**Work item**
Count how many lines in the data hold the word "server", and give that number alone.

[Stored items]
BEGIN

//! ペアレジストリ
//!
//! マッチ成立後のペア関係（パートナー・ペアルーム）を管理します。
//! 双方向に記録されるため、どちら側からでも O(1) で参照できます。

use std::collections::HashMap;

use super::value_object::{ClientId, RoomId, RoomIdFactory};

/// マッチ済みペアのレジストリ
///
/// 不変条件: 1 接続が同時に所属できるペアは最大 1 つ。
#[derive(Debug, Default)]
pub struct PairRegistry {
    /// クライアント → パートナー（双方向に格納）
    partners: HashMap<ClientId, ClientId>,
    /// クライアント → 所属ペアルーム
    room_by_client: HashMap<ClientId, RoomId>,
    /// ペアルーム → メンバー 2 名
    members_by_room: HashMap<RoomId, (ClientId, ClientId)>,
}

impl PairRegistry {
    pub fn new() -> Self {
        Self::default()
    }

    /// ペアを作成し、新しいペアルーム ID を返す
    ///
    /// ルーム ID はメンバー ID と無関係な不透明値として生成されます。
    pub fn create_pair(&mut self, a: ClientId, b: ClientId) -> RoomId {
        let room_id = RoomIdFactory::generate();
        self.partners.insert(a.clone(), b.clone());
        self.partners.insert(b.clone(), a.clone());
        self.room_by_client.insert(a.clone(), room_id.clone());
        self.room_by_client.insert(b.clone(), room_id.clone());
        self.members_by_room.insert(room_id.clone(), (a, b));
        room_id
    }

    /// パートナーを取得（ペア未所属なら None）
    pub fn partner_of(&self, client_id: &ClientId) -> Option<&ClientId> {
        self.partners.get(client_id)
    }

    /// 所属しているペアルームを取得
    pub fn room_of(&self, client_id: &ClientId) -> Option<&RoomId> {
        self.room_by_client.get(client_id)
    }

    /// ペアルームのメンバー 2 名を取得
    pub fn members_of(&self, room_id: &RoomId) -> Option<&(ClientId, ClientId)> {
        self.members_by_room.get(room_id)
    }

    /// ペアを解消し、（元）パートナーの ID を返す
    ///
    /// 双方向のエントリとペアルームをまとめて削除します。
    /// 既に未所属の場合は何もせず None を返します（冪等）。
    pub fn dissolve(&mut self, client_id: &ClientId) -> Option<ClientId> {
        let partner = self.partners.remove(client_id)?;
        self.partners.remove(&partner);
        if let Some(room_id) = self.room_by_client.remove(client_id) {
            self.members_by_room.remove(&room_id);
        }
        self.room_by_client.remove(&partner);
        Some(partner)
    }
}

#[cfg(test)]
mod tests {
    use super::*;

    fn client(id: &str) -> ClientId {
        ClientId::new(id.to_string()).unwrap()
    }

    #[test]
    fn test_create_pair_records_both_directions() {
        // テスト項目: ペア作成で双方向の参照が記録される
        // given (前提条件):
        let mut pairs = PairRegistry::new();

        // when (操作):
        let room_id = pairs.create_pair(client("alice"), client("bob"));

        // then (期待する結果):
        assert_eq!(pairs.partner_of(&client("alice")), Some(&client("bob")));
        assert_eq!(pairs.partner_of(&client("bob")), Some(&client("alice")));
        assert_eq!(pairs.room_of(&client("alice")), Some(&room_id));
        assert_eq!(pairs.room_of(&client("bob")), Some(&room_id));
        assert_eq!(
            pairs.members_of(&room_id),
            Some(&(client("alice"), client("bob")))
        );
    }

    #[test]
    fn test_room_id_is_not_derived_from_member_ids() {
        // テスト項目: ルーム ID がメンバー ID を含まない不透明値である
        // given (前提条件):
        let mut pairs = PairRegistry::new();

        // when (操作):
        let room_id = pairs.create_pair(client("alice"), client("bob"));

        // then (期待する結果):
        assert!(!room_id.as_str().contains("alice"));
        assert!(!room_id.as_str().contains("bob"));
    }

    #[test]
    fn test_dissolve_removes_pair_symmetrically() {
        // テスト項目: 片側の解消で両側のペア状態が消える
        // given (前提条件):
        let mut pairs = PairRegistry::new();
        let room_id = pairs.create_pair(client("alice"), client("bob"));

        // when (操作):
        let former_partner = pairs.dissolve(&client("alice"));

        // then (期待する結果):
        assert_eq!(former_partner, Some(client("bob")));
        assert_eq!(pairs.partner_of(&client("alice")), None);
        assert_eq!(pairs.partner_of(&client("bob")), None);
        assert_eq!(pairs.members_of(&room_id), None);
    }

    #[test]
    fn test_dissolve_is_idempotent() {
        // テスト項目: 未所属のクライアントの解消は no-op（冪等性）
        // given (前提条件):
        let mut pairs = PairRegistry::new();
        pairs.create_pair(client("alice"), client("bob"));
        pairs.dissolve(&client("alice"));

        // when (操作): 2 回目の解消
        let result = pairs.dissolve(&client("alice"));
        let partner_side = pairs.dissolve(&client("bob"));

        // then (期待する結果):
        assert_eq!(result, None);
        assert_eq!(partner_side, None);
    }

    #[test]
    fn test_separate_pairs_are_independent() {
        // テスト項目: 複数のペアが互いに独立している
        // given (前提条件):
        let mut pairs = PairRegistry::new();
        let room_ab = pairs.create_pair(client("alice"), client("bob"));
        let room_cd = pairs.create_pair(client("carol"), client("dave"));
        assert_ne!(room_ab, room_cd);

        // when (操作): alice-bob のペアを解消
        pairs.dissolve(&client("bob"));

        // then (期待する結果): carol-dave のペアは維持される
        assert_eq!(pairs.partner_of(&client("carol")), Some(&client("dave")));
        assert_eq!(
            pairs.members_of(&room_cd),
            Some(&(client("carol"), client("dave")))
        );
    }
}
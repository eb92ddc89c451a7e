//! グループルーム参加のユースケース

use std::sync::Arc;

use tracing::{info, warn};

use crate::domain::{ClientId, GroupRoom, GroupRoomError, GroupRoomRepository, RoomId};

/// グループルーム参加のユースケース
pub struct JoinGroupRoomUseCase {
    repository: Arc<dyn GroupRoomRepository>,
}

impl JoinGroupRoomUseCase {
    pub fn new(repository: Arc<dyn GroupRoomRepository>) -> Self {
        Self { repository }
    }

    /// ルームに参加する
    ///
    /// 施錠ルームはパスワードの検証に成功した場合のみ参加できます。
    /// 失敗時にメンバーリストは変化しません。
    pub async fn execute(
        &self,
        room_id: &RoomId,
        password: Option<String>,
        client_id: ClientId,
    ) -> Result<GroupRoom, GroupRoomError> {
        match self
            .repository
            .join_room(room_id, password, client_id.clone())
            .await
        {
            Ok(room) => {
                info!(
                    "client joined group room: room_id = {}, client_id = {}",
                    room.id.as_str(),
                    client_id.as_str()
                );
                Ok(room)
            }
            Err(e) => {
                warn!(
                    "failed to join group room: room_id = {}, client_id = {}, reason = {}",
                    room_id.as_str(),
                    client_id.as_str(),
                    e
                );
                Err(e)
            }
        }
    }
}
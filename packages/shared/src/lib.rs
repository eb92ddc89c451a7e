//! Shared utilities for the enishi matchmaking chat server.
//!
//! Provides logging setup and time helpers used by the server binary
//! and its tests.

pub mod logger;
pub mod time;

END

**Result for this task**
2